Forward-Looking Statements
Some statements in this announcement are forward-looking. They represent expectations for the Company’s business and involve risks and uncertainties. These forward-looking statements are based on current expectations and projections about future events. The Company believes that current expectations and assumptions with respect to these forward-looking statements are reasonable. However, because they involve known and unknown risks, uncertainties and other factors, which are in some cases beyond the Company’s control, actual results or performance may differ materially from those expressed or implied by such forward-looking statements.

Important Notice
THIS ANNOUNCEMENT IS FOR INFORMATIONAL PURPOSES ONLY, AND DOES NOT CONSTITUTE OR FORM PART OF ANY OFFER OR INVITATION TO SELL OR ISSUE, OR ANY SOLICITATION OF AN OFFER TO PURCHASE OR SUBSCRIBE FOR, ANY SECURITIES OF BE SEMICONDUCTOR INDUSTRIES N.V.  IN THE UNITED STATES OR ANY OTHER JURISDICTION; SECURITIES MAY NOT BE OFFERED OR SOLD IN THE UNITED STATES ABSENT REGISTRATION OR AN EXEMPTION FROM REGISTRATION. NOT FOR DISTRIBUTION OR RELEASE IN OR INTO ANY JURISDICTION IN WHICH OFFERS OR SALES WOULD BE PROHIBITED BY APPLICABLE LAW, AND AS SUCH, THIS ANNOUNCEMENT IS DIRECTED (I) IN THE UNITED STATES, ONLY TO QUALIFIED INSTITUTIONAL BUYERS (AS DEFINED IN RULE 144A) IN RELIANCE ON RULE 144A AND (II) OUTSIDE THE UNITED STATES ONLY AT NON-U.S. PERSONS (WITHIN THE MEANING OF REGULATIONS).

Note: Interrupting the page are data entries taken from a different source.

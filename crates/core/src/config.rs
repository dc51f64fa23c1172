use config::{Config, ConfigError, Environment, File};
use serde::Deserialize;

#[derive(Debug, Deserialize, Clone)]
pub struct AppConfig {
    pub server: ServerConfig,
    pub chat: ChatConfig,
    pub governance: GovernanceConfig,
    pub site: SiteConfig,
}

#[derive(Debug, Deserialize, Clone)]
pub struct ServerConfig {
    pub host: String,
    pub port: u16,
    pub enable_cors: bool,
    pub enable_tracing: bool,
    /// Upper bound on live chat sessions; the least recently used is evicted.
    #[serde(default = "default_max_sessions")]
    pub max_sessions: usize,
    /// Idle time after which a chat session is dropped.
    #[serde(default = "default_session_ttl_secs")]
    pub session_ttl_secs: u64,
}

fn default_max_sessions() -> usize {
    1000
}

fn default_session_ttl_secs() -> u64 {
    30 * 60
}

#[derive(Debug, Deserialize, Clone)]
pub struct ChatConfig {
    /// YAML catalog to load instead of the built-in clinic content.
    pub catalog_path: Option<String>,
    pub normalization: NormalizationMode,
    pub greeting: Option<String>,
    pub fallback: Option<String>,
}

/// How diacritics are stripped during text normalization.
#[derive(Debug, Deserialize, Clone, Copy, PartialEq, Eq, Default)]
#[serde(rename_all = "snake_case")]
pub enum NormalizationMode {
    /// Probe the runtime and pick the best strategy.
    #[default]
    Auto,
    /// Canonical decomposition, then drop every `Diacritic` character.
    Unicode,
    /// Canonical decomposition, then drop U+0300..=U+036F only.
    CombiningRange,
    /// Trim and lowercase, no diacritic stripping.
    CaseOnly,
}

#[derive(Debug, Deserialize, Clone)]
pub struct GovernanceConfig {
    pub json_logs: bool,
    pub metrics_enabled: bool,
}

#[derive(Debug, Deserialize, Clone)]
pub struct SiteConfig {
    pub default_theme: String,
    pub nav_breakpoint_px: u32,
    pub reveal_threshold: f64,
}

impl AppConfig {
    pub fn load() -> Result<Self, ConfigError> {
        let env = std::env::var("CLINIC_ENV").unwrap_or_else(|_| "development".into());

        let s = Config::builder()
            .add_source(File::with_name("config/default"))
            .add_source(File::with_name(&format!("config/{}", env)).required(false))
            .add_source(File::with_name("config/local").required(false))
            // Map APP__SERVER__PORT=3000 to server.port
            .add_source(Environment::with_prefix("APP").separator("__"))
            .build()?;

        s.try_deserialize()
    }
}

impl Default for AppConfig {
    fn default() -> Self {
        Self {
            server: ServerConfig {
                host: "0.0.0.0".into(),
                port: 3000,
                enable_cors: true,
                enable_tracing: true,
                max_sessions: default_max_sessions(),
                session_ttl_secs: default_session_ttl_secs(),
            },
            chat: ChatConfig {
                catalog_path: None,
                normalization: NormalizationMode::Auto,
                greeting: None,
                fallback: None,
            },
            governance: GovernanceConfig {
                json_logs: false,
                metrics_enabled: true,
            },
            site: SiteConfig {
                default_theme: "dark".into(),
                nav_breakpoint_px: 980,
                reveal_threshold: 0.12,
            },
        }
    }
}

This announcement is directed only at persons who (i) have professional experience in matters relating to investments (being investment professionals falling within Article 19(5) of the Financial Services and Markets Act 2000 (Financial Promotion) Order 2005 (as amended, the “Financial Promotion Order”)), (ii) are persons falling within Article 49(2)(a) to (d) (“high net worth companies, unincorporated associations, etc.”) of the Financial Promotion Order, (iii) are outside the United Kingdom or (iv) are persons to whom an invitation or inducement to engage in investment activity (within the meaning of section 21 of the Financial Services and Markets Act 2000 (the “FSMA”)) in connection with the issue or sale of any securities may otherwise lawfully be communicated or caused to be communicated (all such persons together being referred to as “relevant persons”). This announcement must not be acted on or relied on by persons who are not relevant persons. Any investment or investment activity to which this announcement relates is available only to relevant persons and will be engaged in only with relevant persons.

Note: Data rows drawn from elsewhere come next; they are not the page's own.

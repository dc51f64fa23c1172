use serde::{Deserialize, Serialize};
use std::collections::HashSet;
use std::fmt;
use std::path::Path;

use crate::error::{Error, Result};

// =============================================================================
// Intent Types
// =============================================================================

/// Stable identifier of a catalog intent.
#[derive(Debug, Clone, PartialEq, Eq, Hash, Serialize, Deserialize)]
#[serde(transparent)]
pub struct IntentId(String);

impl IntentId {
    pub fn new(id: impl Into<String>) -> Self {
        Self(id.into())
    }

    pub fn as_str(&self) -> &str {
        &self.0
    }
}

impl fmt::Display for IntentId {
    fn fmt(&self, f: &mut fmt::Formatter<'_>) -> fmt::Result {
        f.write_str(&self.0)
    }
}

impl From<&str> for IntentId {
    fn from(id: &str) -> Self {
        Self::new(id)
    }
}

impl PartialEq<&str> for IntentId {
    fn eq(&self, other: &&str) -> bool {
        self.0 == *other
    }
}

/// One unit of a canned reply.
#[derive(Debug, Clone, PartialEq, Eq, Serialize, Deserialize)]
#[serde(tag = "type", rename_all = "snake_case")]
pub enum AnswerSegment {
    /// Literal text run.
    Text { value: String },
    /// Line break between runs.
    #[serde(rename = "br", alias = "break")]
    Break,
    /// Navigable reference: page anchor, full URL or `tel:` URI.
    Link { text: String, href: String },
}

impl AnswerSegment {
    pub fn text(value: impl Into<String>) -> Self {
        Self::Text { value: value.into() }
    }

    pub fn link(text: impl Into<String>, href: impl Into<String>) -> Self {
        Self::Link {
            text: text.into(),
            href: href.into(),
        }
    }
}

/// A named topic with trigger keywords and a structured reply.
#[derive(Debug, Clone, PartialEq, Eq, Serialize, Deserialize)]
pub struct Intent {
    pub id: IntentId,
    /// Human-readable label, also used on quick-reply buttons.
    pub title: String,
    /// Trigger phrases in match priority order.
    #[serde(default)]
    pub keywords: Vec<String>,
    pub answer: Vec<AnswerSegment>,
}

impl Intent {
    pub fn new(id: impl Into<String>, title: impl Into<String>) -> Self {
        Self {
            id: IntentId::new(id),
            title: title.into(),
            keywords: Vec::new(),
            answer: Vec::new(),
        }
    }

    pub fn with_keywords<I, S>(mut self, keywords: I) -> Self
    where
        I: IntoIterator<Item = S>,
        S: Into<String>,
    {
        self.keywords.extend(keywords.into_iter().map(Into::into));
        self
    }

    pub fn with_answer(mut self, answer: Vec<AnswerSegment>) -> Self {
        self.answer = answer;
        self
    }
}

/// Quick-reply button descriptor: an intent id and its label.
#[derive(Debug, Clone, PartialEq, Eq, Serialize, Deserialize)]
pub struct QuickReply {
    pub id: IntentId,
    pub title: String,
}

// =============================================================================
// Catalog
// =============================================================================

/// Ordered, immutable collection of intents.
///
/// Declaration order is significant: it is the tie-break order used by
/// keyword resolution.
#[derive(Debug, Clone)]
pub struct Catalog {
    intents: Vec<Intent>,
}

#[derive(Debug, Deserialize)]
struct CatalogFile {
    intents: Vec<Intent>,
}

impl Catalog {
    /// Build a catalog, rejecting blank or duplicate ids and empty answers.
    pub fn new(intents: Vec<Intent>) -> Result<Self> {
        let mut seen = HashSet::new();
        for intent in &intents {
            if intent.id.as_str().trim().is_empty() {
                return Err(Error::BlankIntentId);
            }
            if !seen.insert(intent.id.as_str()) {
                return Err(Error::DuplicateIntent(intent.id.to_string()));
            }
            if intent.answer.is_empty() {
                return Err(Error::EmptyAnswer(intent.id.to_string()));
            }
        }
        Ok(Self { intents })
    }

    /// Parse a catalog from YAML of the form `intents: [ ... ]`.
    pub fn from_yaml_str(source: &str) -> Result<Self> {
        let file: CatalogFile = serde_yaml::from_str(source)?;
        Self::new(file.intents)
    }

    pub fn from_yaml_file(path: impl AsRef<Path>) -> Result<Self> {
        let source = std::fs::read_to_string(path)?;
        Self::from_yaml_str(&source)
    }

    pub fn intents(&self) -> &[Intent] {
        &self.intents
    }

    pub fn get(&self, id: &str) -> Option<&Intent> {
        self.intents.iter().find(|intent| intent.id.as_str() == id)
    }

    /// Direct catalog read by exact id.
    pub fn lookup_answer(&self, id: &str) -> Option<&[AnswerSegment]> {
        self.get(id).map(|intent| intent.answer.as_slice())
    }

    /// One quick reply per intent, in catalog order.
    pub fn quick_replies(&self) -> Vec<QuickReply> {
        self.intents
            .iter()
            .map(|intent| QuickReply {
                id: intent.id.clone(),
                title: intent.title.clone(),
            })
            .collect()
    }

    pub fn len(&self) -> usize {
        self.intents.len()
    }

    pub fn is_empty(&self) -> bool {
        self.intents.is_empty()
    }
}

This announcement is not directed at any retail investor in the EEA. For these purposes, a retail investor means a person who is one (or more) of (i) a retail client as defined in point (11) of Article 4(1) of Directive 2014/65/EU (as amended, “MiFID II”), (ii) a customer within the meaning of Directive (EU) 2016/97 (as amended), where that customer would not qualify as a professional client as defined in point (10) of Article 4(1) of MiFID II, or (iii) not a “qualified investor” as defined in Article 2 of Regulation (EU) 2017/1129 (as amended). 

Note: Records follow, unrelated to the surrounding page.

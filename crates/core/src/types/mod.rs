//! Core type definitions for the clinic assistant.

pub mod intent;
pub mod message;
pub mod transcript;

pub use intent::*;
pub use message::*;
pub use transcript::*;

This announcement is not directed at any retail investor in the United Kingdom. For these purposes, a retail investor means a person who is one (or more) of: (i) a retail client, as defined in point (8) of Article 2 of Regulation (EU) No 2017/565 as it forms part of domestic law by virtue of the European Union (Withdrawal) Act 2018 (the “EUWA”); or (ii) a customer within the meaning of the provisions of the FSMA and any rules or regulations made under the FSMA to implement Directive (EU) 2016/97, where that customer would not qualify as a professional client, as defined in point (8) of Article 2(1) of Regulation (EU) No 600/2014 as it forms part of domestic law by virtue of the EUWA. 

MiFID II professionals/ECPs-only/No PRIIPs KID. Manufacturer target market (MIFID II product governance) is eligible counterparties and professional clients only (all distribution channels). No PRIIPs key information document (KID) has been prepared as not available to retail in EEA.

UK MiFIR professionals/ECPs-only/No UK PRIIPs KID. Manufacturer target market (MiFIR product governance) is eligible counterparties and professional clients only (all distribution channels). No PRIIPs key information document (KID) has been prepared as not available to retail in the United Kingdom.